El aire me ardía como un hedor corrosivo que me fulminaba por dentro; pronto mi cabeza se hundiría en las profundidades de aquella viscosidad y con ello quedaría sentenciado al olvido en esta mi tumba de oscuridad.

Mi enemigo había ganado.

Mas cuando estuve resignado a morir allí abajo, un destello de luz volvió a iluminar el sótano y, como si la claridad debilitase las extrañas habilidades del que ríe, el suelo volvió a su rigidez natural tras vomitarme. La luz venía desde la puerta, al final de las escaleras, y junto con ella se colaba un silbido que me resultó familiar. Sin embargo, aún debía superar un obstáculo: el monstruo. Al intentar correr, me sujetó por las piernas consiguiendo, nuevamente, que me desplomara. Nunca habíamos estado tan cerca, nunca mi cuerpo y el suyo habían entrado en contacto hasta ese instante. Pude ver su rostro todo cuan horroroso era, ya no reía, por el contrario, estaba furioso, ni siquiera la luz que ahora lo cubría por completo parecía afectarle. El demonio era un medio cuerpo que emergía del piso desde el abdomen, tenía la boca inmensa como una serpiente que va a engullir a su presa, ¿quería devorarme acaso? Logré zafar una pierna y comencé a patear su cara. La claridad comenzó a intensificarse y, de pronto, el silbido que antes era un sonido lejano, ahora venía desde todas las direcciones; sin dudas aquello alteró muchísimo al viejo, lo que me permitió zafarme completamente de él y correr hacia la puerta.

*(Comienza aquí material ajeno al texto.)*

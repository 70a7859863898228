use std::collections::BTreeMap;

use axum::{
    http::StatusCode,
    response::{IntoResponse, Response},
    Json,
};
use serde_json::json;
use thiserror::Error;

use crate::services::backend::BackendError;

/// Field name → messages, rendered as `errors` in form action responses.
pub type FieldErrors = BTreeMap<String, Vec<String>>;

#[derive(Debug, Error)]
pub enum AppError {
    #[error("config error: {0}")]
    Config(String),
    #[error(transparent)]
    Io(#[from] std::io::Error),
    #[error(transparent)]
    Backend(#[from] BackendError),
    #[error(transparent)]
    Other(#[from] anyhow::Error),
    #[error("{0}")]
    BadRequest(String),
    #[error("Not authenticated")]
    Unauthorized,
    #[error("Failed to send invitation")]
    InvitationFailed,
}

impl AppError {
    pub fn status(&self) -> StatusCode {
        match self {
            AppError::Config(_)
            | AppError::Io(_)
            | AppError::Backend(_)
            | AppError::Other(_)
            | AppError::InvitationFailed => StatusCode::INTERNAL_SERVER_ERROR,
            AppError::BadRequest(_) => StatusCode::BAD_REQUEST,
            AppError::Unauthorized => StatusCode::UNAUTHORIZED,
        }
    }
}

impl IntoResponse for AppError {
    fn into_response(self) -> Response {
        let status = self.status();
        if status.is_server_error() {
            tracing::error!("request failed: {self}");
        }

        (status, Json(json!({ "error": self.to_string() }))).into_response()
    }
}
//! Packing lists assembled from a per-destination base list, adjusted for
//! trip length and trip type.

use crate::models::{
    recommendation::{PackingCategories, PackingList},
    trip::parse_instant,
};

pub const DEFAULT_TRIP_TYPE: &str = "general";

struct BaseList {
    destination: &'static str,
    essentials: &'static [&'static str],
    clothing: &'static [&'static str],
    electronics: &'static [&'static str],
    toiletries: &'static [&'static str],
    documents: &'static [&'static str],
}

impl BaseList {
    fn to_categories(&self) -> PackingCategories {
        PackingCategories {
            essentials: owned(self.essentials),
            clothing: owned(self.clothing),
            electronics: owned(self.electronics),
            toiletries: owned(self.toiletries),
            documents: owned(self.documents),
        }
    }
}

const STANDARD_DOCUMENTS: &[&str] = &[
    "Passport",
    "Travel insurance",
    "Hotel confirmations",
    "Emergency contacts",
];

const BASE_LISTS: &[BaseList] = &[
    BaseList {
        destination: "Tokyo",
        essentials: &[
            "Passport",
            "Travel adapter (Type A/B)",
            "Comfortable walking shoes",
            "Camera",
        ],
        clothing: &[
            "Light layers",
            "Rain jacket",
            "Comfortable socks",
            "Hat for sun protection",
        ],
        electronics: &[
            "Phone charger",
            "Power bank",
            "Universal adapter",
            "Camera/Phone for photos",
        ],
        toiletries: &[
            "Toothbrush/toothpaste",
            "Deodorant",
            "Sunscreen",
            "Hand sanitizer",
        ],
        documents: STANDARD_DOCUMENTS,
    },
    BaseList {
        destination: "Paris",
        essentials: &[
            "Passport",
            "Travel adapter (Type E)",
            "Comfortable walking shoes",
            "Camera",
        ],
        clothing: &[
            "Stylish casual wear",
            "Light jacket",
            "Comfortable shoes",
            "Scarf for fashion",
        ],
        electronics: &["Phone charger", "Power bank", "Universal adapter", "Camera"],
        toiletries: &[
            "Toothbrush/toothpaste",
            "Deodorant",
            "Perfume/cologne",
            "Hand sanitizer",
        ],
        documents: STANDARD_DOCUMENTS,
    },
    BaseList {
        destination: "New York",
        essentials: &[
            "ID/Passport",
            "Comfortable walking shoes",
            "Camera",
            "Metro card",
        ],
        clothing: &[
            "Layers for changing weather",
            "Comfortable walking shoes",
            "Rain jacket",
            "Warm layers",
        ],
        electronics: &["Phone charger", "Power bank", "Camera", "Portable WiFi"],
        toiletries: &[
            "Toothbrush/toothpaste",
            "Deodorant",
            "Sunscreen",
            "Hand sanitizer",
        ],
        documents: &[
            "ID/Passport",
            "Travel insurance",
            "Hotel confirmations",
            "Emergency contacts",
        ],
    },
];

const FALLBACK_LIST: BaseList = BaseList {
    destination: "",
    essentials: &["Passport", "Travel adapter", "Comfortable shoes", "Camera"],
    clothing: &[
        "Weather-appropriate clothing",
        "Comfortable walking shoes",
        "Light jacket",
    ],
    electronics: &["Phone charger", "Power bank", "Camera"],
    toiletries: &[
        "Toothbrush/toothpaste",
        "Deodorant",
        "Sunscreen",
        "Hand sanitizer",
    ],
    documents: STANDARD_DOCUMENTS,
};

const LONG_TRIP_DAYS: i64 = 7;
const SHORT_TRIP_DAYS: i64 = 3;
const SECONDS_PER_DAY: i64 = 24 * 60 * 60;

/// Whole days between two dates, rounded up. `None` if either side does not
/// parse.
pub fn trip_duration(start: &str, end: &str) -> Option<i64> {
    let start = parse_instant(start)?;
    let end = parse_instant(end)?;
    let millis = (end - start).num_milliseconds();
    let day_millis = SECONDS_PER_DAY * 1000;
    Some(millis.div_euclid(day_millis) + i64::from(millis.rem_euclid(day_millis) != 0))
}

pub fn packing_list(
    destination: &str,
    start_date: &str,
    end_date: &str,
    trip_type: Option<&str>,
) -> PackingList {
    let trip_type = trip_type.unwrap_or(DEFAULT_TRIP_TYPE);
    let base = BASE_LISTS
        .iter()
        .find(|list| list.destination == destination)
        .unwrap_or(&FALLBACK_LIST);

    let mut categories = base.to_categories();
    let duration = trip_duration(start_date, end_date);
    if let Some(days) = duration {
        apply_duration(&mut categories, days);
    }
    apply_trip_type(&mut categories, trip_type);

    PackingList {
        categories,
        duration,
        trip_type: trip_type.to_string(),
        destination: destination.to_string(),
    }
}

fn apply_duration(categories: &mut PackingCategories, days: i64) {
    if days > LONG_TRIP_DAYS {
        extend(
            &mut categories.clothing,
            &["Extra underwear and socks", "Laundry supplies"],
        );
        extend(
            &mut categories.electronics,
            &["Laptop/tablet", "Extra memory cards"],
        );
    }
    if days <= SHORT_TRIP_DAYS {
        categories
            .essentials
            .retain(|item| !item.contains("adapter"));
    }
}

fn apply_trip_type(categories: &mut PackingCategories, trip_type: &str) {
    match trip_type {
        "business" => {
            extend(
                &mut categories.clothing,
                &["Business attire", "Dress shoes", "Blazer/jacket"],
            );
            extend(
                &mut categories.electronics,
                &["Laptop", "Business cards", "Portfolio"],
            );
        }
        "beach" => {
            extend(
                &mut categories.clothing,
                &["Swimsuit", "Beach towel", "Sunglasses", "Beach hat"],
            );
            extend(
                &mut categories.essentials,
                &["Sunscreen", "Beach bag", "Water bottle"],
            );
        }
        "hiking" => {
            extend(
                &mut categories.clothing,
                &["Hiking boots", "Moisture-wicking clothes", "Hiking socks"],
            );
            extend(
                &mut categories.essentials,
                &["Water bottle", "First aid kit", "Hiking poles"],
            );
        }
        _ => {}
    }
}

fn owned(items: &[&str]) -> Vec<String> {
    items.iter().map(|item| item.to_string()).collect()
}

fn extend(target: &mut Vec<String>, items: &[&str]) {
    target.extend(items.iter().map(|item| item.to_string()));
}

Entonces, amigo lector, abrí los ojos. Así es, me había dormido, quizás cuatro o cinco horas, teniendo en cuenta que los últimos fulgores del día ya se perdían en el horizonte.

Él estaba allí, no muy lejos de mí, viéndome, sonriente, sabiéndose fracasado pero no derrotado.

Sospecho que algo pusieron en mi comida, y por eso no puedo continuar un día más aquí. Esta vez estuvo muy cerca, quizás en nuestro próximo contacto mi suerte sea otra.

Pero el sueño no solo puso en riesgo mi vida, también devolvió mi lucidez. Con la mente ahora fresca, este es el momento propicio para diseñar el plan de escape definitivo. Ya tengo una idea, una que, de no haberme dormido, quizás nunca se me hubiese ocurrido.